The U.S. National Highway Traffic Safety Administration just released its annual report on fatal motor vehicle crashes, and there’s some good-ish news for motorcyclists. For 2018, there were 244 fewer motorcycle fatalities than there were in 2017. That’s a 4.7-percent decrease when both years are compared. In total, 4,985 US motorcycle fatalities were reported in 2018.

There’s more good news, too.
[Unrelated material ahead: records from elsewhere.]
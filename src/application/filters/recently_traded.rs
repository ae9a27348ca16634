//! Cooldown filter: recent trades, minimum holding period, user dismissals.

use chrono::Duration;

use crate::domain::ports::filter::OpportunityFilter;
use crate::domain::values::context::OpportunityContext;
use crate::domain::values::opportunity::Opportunity;
use crate::domain::values::planner_config::PlannerConfiguration;
use crate::domain::values::trade_side::TradeSide;

pub struct RecentlyTradedFilter;

impl OpportunityFilter for RecentlyTradedFilter {
    fn name(&self) -> &'static str {
        "recently_traded"
    }

    fn check(
        &self,
        opportunity: &Opportunity,
        ctx: &OpportunityContext,
        config: &PlannerConfiguration,
    ) -> Vec<String> {
        if !config.filters.recently_traded {
            return Vec::new();
        }

        let mut reasons = Vec::new();
        if ctx.is_dismissed(&opportunity.symbol) {
            reasons.push("dismissed by user".to_string());
        }

        let Some(isin) = ctx.resolve_isin(&opportunity.isin, &opportunity.symbol) else {
            return reasons;
        };

        match opportunity.side {
            TradeSide::Sell => {
                if let Some(last_sell) = ctx.last_trade(&isin, TradeSide::Sell) {
                    let days = (ctx.as_of - last_sell).num_days();
                    if ctx.as_of - last_sell < Duration::days(config.sell_cooldown_days) {
                        reasons.push(format!(
                            "sell cooldown: sold {days} days ago (cooldown {} days)",
                            config.sell_cooldown_days
                        ));
                    }
                }
                if let Some(first_buy) = ctx.position(&isin).and_then(|p| p.first_bought_at) {
                    let held = ctx.as_of - first_buy;
                    if held < Duration::days(config.min_hold_days) {
                        reasons.push(format!(
                            "held {} days, minimum hold is {} days",
                            held.num_days(),
                            config.min_hold_days
                        ));
                    }
                }
            }
            TradeSide::Buy => {
                if let Some(last_buy) = ctx.last_trade(&isin, TradeSide::Buy) {
                    if ctx.as_of - last_buy < Duration::days(config.buy_cooldown_days) {
                        reasons.push(format!(
                            "buy cooldown: bought {} days ago (cooldown {} days)",
                            (ctx.as_of - last_buy).num_days(),
                            config.buy_cooldown_days
                        ));
                    }
                }
            }
        }
        reasons
    }
}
In addition to overall numbers of motorcycle fatalities decreasing, fatalities specifically involving alcohol-impaired motorcyclists also declined from 2017 to 2018. Overall, there were 145 fewer alcohol-impaired motorcyclist fatalities in 2018, which is a 10.1-percent decrease as compared to 2017. 

Why would I characterize these decreases as only being “good-ish”? Unfortunately, while the 2017 to 2018 decrease is definitely a step in the right direction, zooming out and examining the larger picture of motorcycle fatality trends in the US isn’t so pretty. 
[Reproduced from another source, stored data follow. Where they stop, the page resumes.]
#[test]
fn test_plan_view_tracks_running_cash() {
    for b in backends() {
        let p = plan(vec![
            step(1, TradeSide::Sell, "AAPL", 2, 170.0, 0.50, 0.53),
            step(2, TradeSide::Buy, "MSFT", 5, 150.0, 0.53, 0.61),
        ]);
        b.repo.store_plan(&p, "h1").unwrap();

        let view = b.repo.get_recommendations_as_plan(None, 1000.0).unwrap();
        assert_eq!(view.steps.len(), 2, "{}", b.name);
        let s1 = &view.steps[0];
        assert_eq!(s1.step, 1);
        assert!((s1.available_cash_before - 1000.0).abs() < 1e-9, "{}", b.name);
        assert!((s1.available_cash_after - 1340.0).abs() < 1e-9, "{}", b.name);
        let s2 = &view.steps[1];
        assert_eq!(s2.step, 2);
        assert!((s2.available_cash_before - 1340.0).abs() < 1e-9, "{}", b.name);
        assert!((s2.available_cash_after - 590.0).abs() < 1e-9, "{}", b.name);

        assert!((view.final_available_cash - 590.0).abs() < 1e-9, "{}", b.name);
        assert!((view.current_score - 0.50).abs() < 1e-9, "{}", b.name);
        assert!((view.end_state_score - 0.61).abs() < 1e-9, "{}", b.name);
        assert!((view.total_score_improvement - 0.11).abs() < 1e-9, "{}", b.name);
        assert_eq!(view.portfolio_hash.as_deref(), Some("h1"));
    }
}

#[test]
fn test_plan_view_flags_emergencies_and_attaches_audit() {
    for b in backends() {
        let mut urgent = step(1, TradeSide::Sell, "AAPL", 2, 170.0, 0.5, 0.6);
        urgent.reason = "Stop loss triggered due to margin call".to_string();
        b.repo.store_plan(&plan(vec![urgent]), "h1").unwrap();
        b.repo
            .store_rejected_sequences(
                "h1",
                vec![RejectedSequence {
                    rank: 2,
                    pattern: "direct_buy".to_string(),
                    sequence_hash: "abc".to_string(),
                    actions: vec![],
                    score: 0.0,
                    feasible: false,
                    reason: RejectionReason::Infeasible(InfeasibilityReason::InsufficientCash),
                }],
            )
            .unwrap();
        b.repo.store_evaluated_count("h1", 17).unwrap();

        let lookup = |hash: &str| -> Result<usize, DomainError> { Ok(b.repo.get_evaluated_count(hash)?.unwrap_or(0)) };
        let view = b.repo.get_recommendations_as_plan(Some(&lookup), 0.0).unwrap();
        assert!(view.steps[0].is_emergency, "{}", b.name);
        assert_eq!(view.evaluated_count, Some(17), "{}", b.name);
        let rejected = view.rejected_sequences.expect("rejected sequences attached");
        assert_eq!(rejected[0].reason.to_string(), "insufficient_cash");
        assert!(view.rejected_opportunities.is_none(), "{}", b.name);
    }
}

fn filtered(symbol: &str) -> PreFilteredSecurity {
    PreFilteredSecurity {
        isin: format!("ISIN-{symbol}"),
        symbol: symbol.to_string(),
        name: symbol.to_string(),
        calculator: "opportunity_buys".to_string(),
        reasons: vec!["dismissed by user".to_string()],
    }
}

#[test]
fn test_plan_view_after_hold_run_keeps_audit() {
    for b in backends() {
        b.repo.store_plan(&plan(vec![step(1, TradeSide::Buy, "AAA", 1, 10.0, 0.5, 0.55)]), "h0").unwrap();
        b.repo.store_pre_filtered_securities("h0", vec![filtered("OLD")]).unwrap();

        b.clock.advance(Duration::minutes(5));
        b.repo.store_pre_filtered_securities("h1", vec![filtered("BBB")]).unwrap();
        b.repo.store_evaluated_count("h1", 0).unwrap();
        b.repo.store_plan(&plan(vec![]), "h1").unwrap();

        let lookup = |hash: &str| -> Result<usize, DomainError> { Ok(b.repo.get_evaluated_count(hash)?.unwrap_or(0)) };
        let view = b.repo.get_recommendations_as_plan(Some(&lookup), 250.0).unwrap();
        assert!(view.steps.is_empty(), "{}", b.name);
        assert_eq!(view.portfolio_hash.as_deref(), Some("h1"), "{}", b.name);
        assert_eq!(view.evaluated_count, Some(0), "{}", b.name);
        let pre = view.pre_filtered_securities.expect("pre-filtered securities attached");
        assert_eq!(pre[0].symbol, "BBB", "{}", b.name);
        assert!((view.final_available_cash - 250.0).abs() < 1e-9, "{}", b.name);
    }
}

#[test]
fn test_plan_view_without_any_audit_is_empty() {
    for b in backends() {
        let view = b.repo.get_recommendations_as_plan(None, 100.0).unwrap();
        assert!(view.steps.is_empty(), "{}", b.name);
        assert!(view.portfolio_hash.is_none(), "{}", b.name);
        assert!(view.pre_filtered_securities.is_none(), "{}", b.name);
        assert!((view.final_available_cash - 100.0).abs() < 1e-9, "{}", b.name);
    }
}

#[test]
fn test_sqlite_failed_plan_write_keeps_previous_plan() {
    let conn = Connection::open_in_memory().unwrap();
    run_migrations(&conn).unwrap();
    conn.execute_batch(
        "CREATE TRIGGER reject_bad BEFORE INSERT ON recommendations
         WHEN NEW.symbol = 'BAD'
         BEGIN SELECT RAISE(ABORT, 'rejected'); END;",
    )
    .unwrap();
    let clock = Arc::new(ManualClock::new(t0()));
    let repo = SqliteRecommendationRepo::new(conn, clock as Arc<dyn Clock>, AUDIT_CAPACITY);

    repo.store_plan(&plan(vec![step(1, TradeSide::Buy, "OLD", 1, 10.0, 0.5, 0.55)]), "h1")
        .unwrap();

    let next = plan(vec![
        step(1, TradeSide::Buy, "GOOD", 1, 10.0, 0.5, 0.52),
        step(2, TradeSide::Buy, "BAD", 1, 10.0, 0.52, 0.6),
    ]);
    let err = repo.store_plan(&next, "h2").unwrap_err();
    match err {
        DomainError::Database(msg) => assert!(msg.contains("plan step 2"), "{msg}"),
        other => panic!("unexpected error: {other}"),
    }

    let pending = repo.get_pending_recommendations(0).unwrap();
    let symbols: Vec<&str> = pending.iter().map(|r| r.symbol.as_str()).collect();
    assert_eq!(symbols, vec!["OLD"]);
}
According to NHTSA’s Motorcycle Safety Five-Year Plan—which was released earlier in 2019, prior to the 2018 fatalities report’s release—the percentage of motorcycle fatalities versus other types of vehicle fatalities has been on the rise since 1997. 

In 1997, motorcycle fatalities comprised seven percent of all vehicular fatalities, and a total of 2,116 such motorcycle fatalities were reported. By 2017, however, motorcycle fatalities rose to 17 percent of all vehicular fatalities, with a total of 5,172 motorcycle fatalities reported.

Several factors affect the shifting percentages noted above, including passenger vehicle safety improvements. Regarding the overall numbers, however, the Five Year Safety Plan also points out the following: “Motorcyclist fatalities are nearing their highest in recorded history. Rider demographics are changing, and aging and returning riders are now overrepresented in fatalities, surpassing their younger cohorts.”

There’s a case to be made for other vehicular involvement in motorcycle crashes, both fatal and non-fatal—and that’s certainly true of the majority of fatal ones. However, it’s also worth noting that in 2017, 23 percent of total fatal motorcycle crashes were single-vehicle ones involving fixed objects. That’s nearly a quarter of total motorcycle crashes that resulted in fatalities. 

If you’re wondering where helmets fit into all this, wonder no more. NHTSA estimates that around 37 rider fatalities per every 100 fatal motorcycle crashes could be prevented if all 100 riders wore helmets certified to FMVSS No. 218 standards. 

Not all crashes involve head injuries. According to NHTSA’s findings, an estimated 22 percent of nonfatal motorcycle injuries primarily involve the head and neck, but an additional 18 percent primarily involve the arms and head. That’s a 40 percent chance of primary head injury. 

As we all know, depending on the crash, you may be injured in multiple parts of your body at once. Declaring one part or another to be the primarily injured portion doesn’t mean the other parts of your body are suddenly not injured at all. ATGATT clearly can’t prevent all injuries, but it can certainly help. 

This is a multi-pronged problem, with multiple areas in which we can all stand to improve. According to the 2018 fatalities report, pedestrian and bicyclist fatalities are on a sharper rise than motorcyclists. Clearly, there’s a lot that needs doing with regard to driver education regarding sharing the road safely with other road users.